I've also been wondering if ISP proxies cache images too? Say a visitor initially gets my html page from his ISP's proxy. If he then clicks on a link in the page to see my off-page picture the proxy requests solely an image file from my server? But isn't that hotlinking, which I have prevented? The http protocol is outside my knowledge.

walrus

6:45 am on Jan 2, 2005 (gmt 0)

<You might want to research cacheing proxies>
Well I finally took the time to do that and of course you were absolutely right, totally normal,i just unblocked it again. Apparently cacheing proxies are fraut with problems for client and server too.

[faqs.org...]

Thanks again!

walrus

6:37 pm on Jan 2, 2005 (gmt 0)

Actually its probably not fraut with problems so much as that it gets complicated by compatability between different servers settings or configurations that may conflict or not perform properly. Just wanted to clarify that. That webpage shows that some anomolies may be bugs and that some mistakes or problems can end up looking suspicious.

jdMorgan

7:06 pm on Jan 2, 2005 (gmt 0)

> I've been using this 1x1 gif method, but strangely my gif is requested considerably fewer times than their corresponding pages.

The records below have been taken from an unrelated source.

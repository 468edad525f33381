//! Fabric provisioning server binary: wires `Config` → `PgPool` → kernel
//! deps, starts the per-replica expiration sweeper (§4.5), and serves a
//! minimal health-check router. The provisioning RPC surface itself is out
//! of scope for this core (§1) and is not mounted here.

use std::sync::Arc;

use anyhow::Result;
use axum::routing::get;
use axum::{Json, Router};
use serde_json::json;
use server_core::config::Config;
use server_core::kernel::{spawn_sweeper, ServerKernel};
use tower_http::trace::TraceLayer;
use tracing_subscriber::{layer::SubscriberExt, util::SubscriberInitExt};

#[tokio::main]
async fn main() -> Result<()> {
    tracing_subscriber::registry()
        .with(
            tracing_subscriber::EnvFilter::try_from_default_env()
                .unwrap_or_else(|_| "info,server_core=debug".into()),
        )
        .with(tracing_subscriber::fmt::layer().with_target(true))
        .init();

    let config = Config::from_env()?;
    let port = config.port;
    let sweep_interval = config.sweep_interval;

    tracing::info!(fabric = %config.fabric, vrf = %config.vrf, "starting fabric provisioning server");

    let kernel = ServerKernel::from_config(config).await?;

    let sweeper = spawn_sweeper(
        kernel.db.clone(),
        kernel.job_service.clone(),
        sweep_interval,
    );

    let app = Router::new()
        .route("/healthz", get(healthz))
        .layer(TraceLayer::new_for_http())
        .with_state(Arc::new(kernel));

    let listener = tokio::net::TcpListener::bind(("0.0.0.0", port)).await?;
    tracing::info!(port, "health-check server listening");

    let serve = axum::serve(listener, app);
    tokio::select! {
        result = serve => result.map_err(Into::into),
        _ = tokio::signal::ctrl_c() => {
            sweeper.abort();
            Ok(())
        }
    }
}

async fn healthz() -> Json<serde_json::Value> {
    Json(json!({ "status": "ok" }))
}
//! Kernel — core infrastructure: the database pool, the Network Controller
//! Adapter client, the deploy batcher, and the dependency container that
//! wires them together for `main`.
//!
//! IMPORTANT: Kernel is for INFRASTRUCTURE only, not business logic.
//! Business logic belongs in the domain layers (`crate::domains`).

pub mod deploy_batcher;
pub mod deps;
pub mod nca;
pub mod nca_http;
pub mod nca_mock;
pub mod sweeper;

pub use deploy_batcher::{DeployBatcher, DeployError};
pub use deps::ServerKernel;
pub use nca::{NcaError, NcaResult, NetworkControllerAdapter};
pub use nca_http::NetworkControllerClient;
pub use sweeper::{spawn_sweeper, sweep_expired_jobs};
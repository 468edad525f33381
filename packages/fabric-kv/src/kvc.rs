use std::time::Duration;

use async_trait::async_trait;

use crate::error::Result;

/// The key-value coordinator contract required by the fabric provisioning
/// core: atomic set-if-absent with TTL, string get/set with TTL, delete,
/// counter-increment-with-TTL, and atomic script evaluation.
///
/// Implementations are expected to be cheaply cloneable handles around a
/// pooled connection (see [`crate::fred_kvc::FredKvc`]); the trait itself
/// only requires `Send + Sync` so it can live behind an `Arc<dyn ...>` in a
/// dependency container.
#[async_trait]
pub trait KeyValueCoordinator: Send + Sync {
    /// Set `key` to `value` with the given TTL only if it does not already
    /// exist. Returns `true` if the set happened.
    async fn set_nx(&self, key: &str, value: &str, ttl: Duration) -> Result<bool>;

    /// Unconditionally set `key` to `value`. `ttl` of `None` means no
    /// expiration.
    async fn set_string(&self, key: &str, value: &str, ttl: Option<Duration>) -> Result<()>;

    /// Fetch the current value of `key`, or `None` if it is absent.
    async fn get_string(&self, key: &str) -> Result<Option<String>>;

    /// Delete the given keys. Missing keys are not an error.
    async fn delete(&self, keys: &[&str]) -> Result<()>;

    /// Atomically increment `key`, setting its TTL only on the first
    /// increment (when the counter is created), and return the new count
    /// alongside the remaining TTL in milliseconds.
    async fn incr_with_ttl(&self, key: &str, ttl: Duration) -> Result<(i64, i64)>;

    /// Atomically delete `key` if and only if its current value equals
    /// `expected_value`. Used to release a lock without clobbering a holder
    /// that has since taken over the key after TTL expiry. Returns whether
    /// the delete happened.
    async fn compare_and_delete(&self, key: &str, expected_value: &str) -> Result<bool>;
}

You must mark the 1x1 image as uncacheable in order for this method to work. On Apache, see mod_expires and mod_headers. You can use mod_expires to take care of default expiry time, and use mod_headers to write a specific cache-control server response header when the 1x1 image is requested.

The following code, placed in an .htaccess file in your image subdirectory, will mark all images as cacheable, must-revalidate (after 30 days), but serve a no-cache header for "webbot.gif".


# activate mod_expires, set expiry at 30 days after access
ExpiresActive On
ExpiresDefault A2592000
Header unset Cache-Control:
Header append Cache-Control: "must-revalidate"
<Files webbot.gif>
ExpiresDefault A1
Header unset Cache-Control:
Header append Cache-Control: "no-cache, must-revalidate"
</Files>

I use "header unset" and "header append" instead of "header set" because at one time I was hosted on a funky server where "header set" didn't work properly for some reason.

Must revalidate doesn't do exactly what it says it does. Rather, it forces caches to formally respect the "no-cache" and expiry headers.

Jim

ryoko

12:23 pm on Jan 6, 2005 (gmt 0)

I use NTL myself at home, here is a complete list of NTL proxies for reference:

[cableforum.co.uk...]

walrus

6:27 pm on Jan 6, 2005 (gmt 0)

Thanks Ryoko,
and welcome to WebmasterWorld!

Symbios could be right,
are there any other theories as to why it was trying every second for 4 minutes?